- Required action
Copy each line that includes the string "refetch" from the material into your answer.

• • • • •

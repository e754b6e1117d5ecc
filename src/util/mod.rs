//! Utility helpers shared across client UI modules.
//!
//! SYSTEM CONTEXT
//! ==============
//! Utility modules isolate browser/environment concerns from page and component
//! logic to improve reuse and testability.

pub mod auth;
pub mod browser;
pub mod format;
pub mod markdown;
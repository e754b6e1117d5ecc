//! Lesson list page state: filter inputs and the create-lesson form.

#[cfg(test)]
#[path = "lessons_test.rs"]
mod lessons_test;

use crate::net::api::LessonFilters;
use crate::net::types::CreateLessonPayload;

pub const REQUIRED_FIELDS_ERROR: &str = "Title, subject, and grade level are required.";
pub const DURATION_ERROR: &str = "Duration must be a positive whole number of minutes.";
pub const CREATE_ERROR: &str = "Unable to create the lesson. Please try again.";

/// Split a comma-separated input into trimmed, non-empty entries.
pub fn split_tags(raw: &str) -> Vec<String> {
    raw.split(',')
        .map(str::trim)
        .filter(|t| !t.is_empty())
        .map(str::to_owned)
        .collect()
}

fn trimmed(raw: &str) -> Option<String> {
    let t = raw.trim();
    (!t.is_empty()).then(|| t.to_owned())
}

/// Raw filter-bar inputs.
#[derive(Clone, Debug, Default, PartialEq, Eq)]
pub struct FilterInputs {
    pub subject: String,
    pub grade_level: String,
    /// Comma-separated.
    pub tags: String,
}

impl FilterInputs {
    pub fn to_filters(&self) -> LessonFilters {
        LessonFilters {
            subject: trimmed(&self.subject),
            grade_level: trimmed(&self.grade_level),
            tags: split_tags(&self.tags),
        }
    }
}

/// Inputs of the create-lesson form.
#[derive(Clone, Debug, PartialEq, Eq)]
pub struct NewLessonForm {
    pub title: String,
    pub subject: String,
    pub grade_level: String,
    pub language: String,
    pub tags: String,
    pub objective: String,
    pub duration_minutes: String,
}

impl Default for NewLessonForm {
    fn default() -> Self {
        Self {
            title: String::new(),
            subject: String::new(),
            grade_level: String::new(),
            language: "en".to_owned(),
            tags: String::new(),
            objective: String::new(),
            duration_minutes: String::new(),
        }
    }
}

impl NewLessonForm {
    /// Validate and build the create payload.
    ///
    /// # Errors
    ///
    /// Returns the inline message for missing required fields or a bad duration.
    pub fn to_payload(&self) -> Result<CreateLessonPayload, &'static str> {
        let (Some(title), Some(subject), Some(grade_level)) =
            (trimmed(&self.title), trimmed(&self.subject), trimmed(&self.grade_level))
        else {
            return Err(REQUIRED_FIELDS_ERROR);
        };
        let duration_minutes = match trimmed(&self.duration_minutes) {
            None => None,
            Some(raw) => match raw.parse::<u32>() {
                Ok(minutes) if minutes > 0 => Some(minutes),
                _ => return Err(DURATION_ERROR),
            },
        };
        let tags = split_tags(&self.tags);
        Ok(CreateLessonPayload {
            title,
            subject,
            grade_level,
            language: trimmed(&self.language),
            tags: (!tags.is_empty()).then_some(tags),
            objective: trimmed(&self.objective),
            duration_minutes,
            teacher_script_md: None,
        })
    }
}
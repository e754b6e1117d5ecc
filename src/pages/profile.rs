//! Profile page: display name and teaching preferences.

use leptos::prelude::*;

use crate::components::notice::{Notice, NoticeLine};
use crate::hooks::profile::update_profile;
use crate::hooks::query::use_cache;
use crate::hooks::session::use_auth;
use crate::state::profile::{PROFILE_ERROR, PROFILE_SAVED, ProfileForm, user_locale};

#[component]
pub fn ProfilePage() -> impl IntoView {
    let cache = use_cache();
    let auth = use_auth();
    let form = RwSignal::new(ProfileForm::from_user(auth.user().as_ref()));
    let saving = RwSignal::new(false);
    let notice = RwSignal::new(None::<Notice>);

    let on_submit = move |ev: leptos::ev::SubmitEvent| {
        ev.prevent_default();
        if saving.get() {
            return;
        }
        notice.set(None);
        saving.set(true);
        let payload = form.get_untracked().to_payload(auth.user().as_ref());
        leptos::task::spawn_local(async move {
            match update_profile(cache, payload).await {
                Ok(_) => notice.set(Some(Notice::Success(PROFILE_SAVED.to_owned()))),
                Err(e) => {
                    leptos::logging::error!("profile update failed: {e}");
                    notice.set(Some(Notice::Error(PROFILE_ERROR.to_owned())));
                }
            }
            saving.set(false);
        });
    };

    let email = move || auth.state().get().user.map(|u| u.email).unwrap_or_default();
    let role = move || {
        auth.state()
            .get()
            .user
            .map_or_else(|| "teacher".to_owned(), |u| u.primary_role().to_owned())
    };
    let locale = move || user_locale(auth.state().get().user.as_ref()).to_owned();

    view! {
        <section class="profile-page">
            <header class="page-header">
                <h1>"Your Profile"</h1>
                <p>"Update your preferences so LessonGen can personalise lesson suggestions."</p>
            </header>
            <form class="profile-form" on:submit=on_submit>
                <label>
                    "Full name"
                    <input
                        type="text"
                        placeholder="Taylor Teacher"
                        prop:value=move || form.get().full_name
                        on:input=move |ev| form.update(|f| f.full_name = event_target_value(&ev))
                    />
                </label>
                <label>
                    "Preferred subjects"
                    <input
                        placeholder="Science, Mathematics"
                        prop:value=move || form.get().subjects
                        on:input=move |ev| form.update(|f| f.subjects = event_target_value(&ev))
                    />
                </label>
                <label>
                    "Preferred grade levels"
                    <input
                        placeholder="4, 5"
                        prop:value=move || form.get().grades
                        on:input=move |ev| form.update(|f| f.grades = event_target_value(&ev))
                    />
                </label>
                <dl class="profile-facts">
                    <dt>"Email"</dt>
                    <dd>{email}</dd>
                    <dt>"Role"</dt>
                    <dd>{role}</dd>
                    <dt>"Locale"</dt>
                    <dd>{locale}</dd>
                </dl>
                <button type="submit" class="button" disabled=move || saving.get()>
                    {move || if saving.get() { "Saving…" } else { "Save profile" }}
                </button>
                <NoticeLine notice=notice />
            </form>
        </section>
    }
}
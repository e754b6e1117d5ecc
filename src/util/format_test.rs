use super::*;

#[test]
fn counts_use_thousands_separators() {
    assert_eq!(format_count(0), "0");
    assert_eq!(format_count(999), "999");
    assert_eq!(format_count(1_000), "1,000");
    assert_eq!(format_count(1_234_567), "1,234,567");
}

#[test]
fn minutes_format_as_hours_and_minutes() {
    assert_eq!(format_minutes(0), "0m");
    assert_eq!(format_minutes(45), "45m");
    assert_eq!(format_minutes(120), "2h");
    assert_eq!(format_minutes(135), "2h 15m");
    assert_eq!(format_minutes(60_000), "1,000h");
}

#[test]
fn duration_label_skips_missing_or_zero() {
    assert_eq!(format_duration(Some(45)).as_deref(), Some("45 min"));
    assert_eq!(format_duration(Some(0)), None);
    assert_eq!(format_duration(None), None);
}

#[test]
fn analytics_days_clamp_to_backend_range() {
    assert_eq!(clamp_days(0), 1);
    assert_eq!(clamp_days(30), 30);
    assert_eq!(clamp_days(365), 90);
    assert!(ANALYTICS_WINDOWS.contains(&DEFAULT_ANALYTICS_DAYS));
}

#[test]
fn timestamps_render_human_readable() {
    assert_eq!(format_timestamp("2024-03-01T10:05:00Z"), "Mar 1, 2024 10:05 AM");
    assert_eq!(format_timestamp("2024-12-25T18:30:00+00:00"), "Dec 25, 2024 6:30 PM");
}

#[test]
fn unparseable_timestamp_passes_through() {
    assert_eq!(format_timestamp("yesterday"), "yesterday");
}
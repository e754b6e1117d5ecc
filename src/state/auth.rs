//! Auth-session state for the current browser user.
//!
//! SYSTEM CONTEXT
//! ==============
//! Used by route guards and user-aware components to coordinate login
//! redirects and identity-dependent rendering. The state is never stored on
//! its own: it is derived from the cached `GET /auth/session` query, so the
//! cache stays the single source of truth.
//!
//! ERROR HANDLING
//! ==============
//! A failed session check is treated as "signed out". The failure is logged
//! at `warn` and never surfaced to the user.

#[cfg(test)]
#[path = "auth_test.rs"]
mod auth_test;

use crate::net::types::User;
use crate::state::query_cache::QueryState;

/// Tri-state outcome of the session check.
#[derive(Clone, Copy, Debug, Default, PartialEq, Eq)]
pub enum SessionStatus {
    #[default]
    Loading,
    Authenticated,
    Unauthenticated,
}

/// Authentication state tracking the current user and session status.
#[derive(Clone, Debug, Default, PartialEq)]
pub struct AuthState {
    pub status: SessionStatus,
    pub user: Option<User>,
}

impl AuthState {
    /// Project the session query onto the auth contract.
    pub fn from_query(query: QueryState<Option<User>>) -> Self {
        match query {
            QueryState::Disabled | QueryState::Loading => Self::default(),
            QueryState::Failed(message) => {
                leptos::logging::warn!("session check failed: {message}");
                Self::signed_out()
            }
            QueryState::Ready(Some(user)) => Self {
                status: SessionStatus::Authenticated,
                user: Some(user),
            },
            QueryState::Ready(None) => Self::signed_out(),
        }
    }

    pub fn signed_out() -> Self {
        Self {
            status: SessionStatus::Unauthenticated,
            user: None,
        }
    }

    pub fn is_authenticated(&self) -> bool {
        self.status == SessionStatus::Authenticated
    }

    pub fn is_loading(&self) -> bool {
        self.status == SessionStatus::Loading
    }
}
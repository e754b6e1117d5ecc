//! Inline success/error line shown under a form.

#[cfg(test)]
#[path = "notice_test.rs"]
mod notice_test;

use leptos::prelude::*;

/// Feedback set after a form action resolves.
#[derive(Clone, Debug, PartialEq, Eq)]
pub enum Notice {
    Success(String),
    Error(String),
}

impl Notice {
    pub fn message(&self) -> &str {
        match self {
            Self::Success(m) | Self::Error(m) => m,
        }
    }

    pub fn is_error(&self) -> bool {
        matches!(self, Self::Error(_))
    }
}

#[component]
pub fn NoticeLine(#[prop(into)] notice: Signal<Option<Notice>>) -> impl IntoView {
    move || {
        notice.get().map(|n| {
            view! {
                <p class="notice" class:notice--error=n.is_error() role="status">
                    {n.message().to_owned()}
                </p>
            }
        })
    }
}
use super::*;

fn cache_with(keys: &[QueryKey]) -> QueryCache {
    let mut cache = QueryCache::default();
    for key in keys {
        cache.begin_fetch(key, NO_STALE_TIME);
        cache.resolve_ok(key, serde_json::json!([]), 1.0);
    }
    cache
}

#[test]
fn lesson_change_marks_detail_and_lists_stale() {
    let detail = QueryKey::lesson_detail("l-1");
    let list = QueryKey::lessons(&LessonFilters::default());
    let mut cache = cache_with(&[detail.clone(), list.clone()]);

    invalidate_lesson(&mut cache, "l-1");

    assert!(cache.is_stale(&detail));
    assert!(cache.is_stale(&list));
}

#[test]
fn lesson_change_leaves_unrelated_entries_fresh() {
    let analytics = QueryKey::analytics_summary(30);
    let session = QueryKey::session();
    let mut cache = cache_with(&[analytics.clone(), session.clone()]);

    invalidate_lesson(&mut cache, "l-1");

    assert!(!cache.is_stale(&analytics));
    assert!(!cache.is_stale(&session));
}

#[test]
fn detail_query_is_disabled_without_an_id() {
    assert_eq!(lesson_detail_params(String::new()), None);
    assert_eq!(lesson_detail_params("  ".to_owned()), None);
    assert_eq!(lesson_detail_params("l-1".to_owned()), Some("l-1".to_owned()));
}
//! Single dashboard metric.

use leptos::prelude::*;

/// A labelled value; `None` renders a loading placeholder.
#[component]
pub fn MetricCard(label: &'static str, #[prop(into)] value: Signal<Option<String>>) -> impl IntoView {
    view! {
        <div class="metric-card" class:metric-card--loading=move || value.get().is_none()>
            <span class="metric-card__label">{label}</span>
            <span class="metric-card__value">{move || value.get().unwrap_or_else(|| "—".to_owned())}</span>
        </div>
    }
}
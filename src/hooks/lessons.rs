//! Lesson resource hooks and mutations.
//!
//! DESIGN
//! ======
//! Reads go through `use_query` keyed by `QueryKey::lessons` and
//! `QueryKey::lesson_detail`. Mutations are plain async functions that call the
//! API and then apply their cache rule, so a page only decides when to call
//! them and what message to show.

#[cfg(test)]
#[path = "lessons_test.rs"]
mod lessons_test;

use leptos::prelude::*;

use super::query::{NO_STALE_TIME, use_query};
use crate::net::api::{self, LessonFilters};
use crate::net::client::ApiError;
use crate::net::types::{
    CreateLessonPayload, CreateLessonVersionPayload, DifferentiatePayload, LessonDetail, LessonSummary,
    LessonVersion, RestoreResponse, ShareCreateRequest, ShareCreateResponse,
};
use crate::state::query_cache::{QueryCache, QueryState};
use crate::state::query_key::QueryKey;

/// Lesson list for the current filter set.
pub fn use_lessons(
    filters: impl Fn() -> LessonFilters + Send + Sync + 'static,
) -> Signal<QueryState<Vec<LessonSummary>>> {
    use_query(
        move || Some(filters()),
        QueryKey::lessons,
        NO_STALE_TIME,
        |f: LessonFilters| async move { api::fetch_lessons(&f).await },
    )
}

/// One lesson with its versions. An empty id disables the query.
pub fn use_lesson(lesson_id: impl Fn() -> String + Send + Sync + 'static) -> Signal<QueryState<LessonDetail>> {
    use_query(
        move || lesson_detail_params(lesson_id()),
        |id: &String| QueryKey::lesson_detail(id),
        NO_STALE_TIME,
        |id: String| async move { api::fetch_lesson(&id).await },
    )
}

/// Detail query parameters; a blank id switches the query off.
pub fn lesson_detail_params(lesson_id: String) -> Option<String> {
    Some(lesson_id).filter(|id| !id.trim().is_empty())
}

/// Cache rule after any change to one lesson: its detail and every list refetch.
pub fn invalidate_lesson(cache: &mut QueryCache, lesson_id: &str) {
    cache.invalidate(&QueryKey::lesson_detail(lesson_id));
    cache.invalidate(&QueryKey::lessons_family());
}

/// `POST /lessons`, then refetch every lesson list.
///
/// # Errors
///
/// Returns [`ApiError`] if creation fails; the cache is untouched.
pub async fn create_lesson(
    cache: RwSignal<QueryCache>,
    payload: CreateLessonPayload,
) -> Result<LessonDetail, ApiError> {
    let lesson = api::create_lesson(&payload).await?;
    cache.update(|c| {
        c.invalidate(&QueryKey::lessons_family());
    });
    Ok(lesson)
}

/// `POST /lessons/{id}/versions`.
///
/// # Errors
///
/// Returns [`ApiError`] if the version is rejected.
pub async fn create_version(
    cache: RwSignal<QueryCache>,
    lesson_id: String,
    payload: CreateLessonVersionPayload,
) -> Result<LessonVersion, ApiError> {
    let version = api::create_lesson_version(&lesson_id, &payload).await?;
    cache.update(|c| invalidate_lesson(c, &lesson_id));
    Ok(version)
}

/// `POST /lessons/{id}/restore/{version_no}`. The new order shows after the refetch.
///
/// # Errors
///
/// Returns [`ApiError`] if the restore fails.
pub async fn restore_version(
    cache: RwSignal<QueryCache>,
    lesson_id: String,
    version_no: i64,
) -> Result<RestoreResponse, ApiError> {
    let restored = api::restore_lesson_version(&lesson_id, version_no).await?;
    cache.update(|c| invalidate_lesson(c, &lesson_id));
    Ok(restored)
}

/// `POST /lessons/{id}/differentiate`.
///
/// # Errors
///
/// Returns [`ApiError`] if generation fails.
pub async fn differentiate(
    cache: RwSignal<QueryCache>,
    lesson_id: String,
    payload: DifferentiatePayload,
) -> Result<LessonVersion, ApiError> {
    let version = api::differentiate_lesson(&lesson_id, &payload).await?;
    cache.update(|c| invalidate_lesson(c, &lesson_id));
    Ok(version)
}

/// `POST /lessons/{id}/share`. Share links are never cached.
///
/// # Errors
///
/// Returns [`ApiError`] if the link cannot be created.
pub async fn create_share(lesson_id: String, request: ShareCreateRequest) -> Result<ShareCreateResponse, ApiError> {
    api::create_lesson_share(&lesson_id, &request).await
}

• • • • •

- Task solution
/// Cache rule after any change to one lesson: its detail and every list refetch.
/// `POST /lessons`, then refetch every lesson list.
/// `POST /lessons/{id}/restore/{version_no}`. The new order shows after the refetch.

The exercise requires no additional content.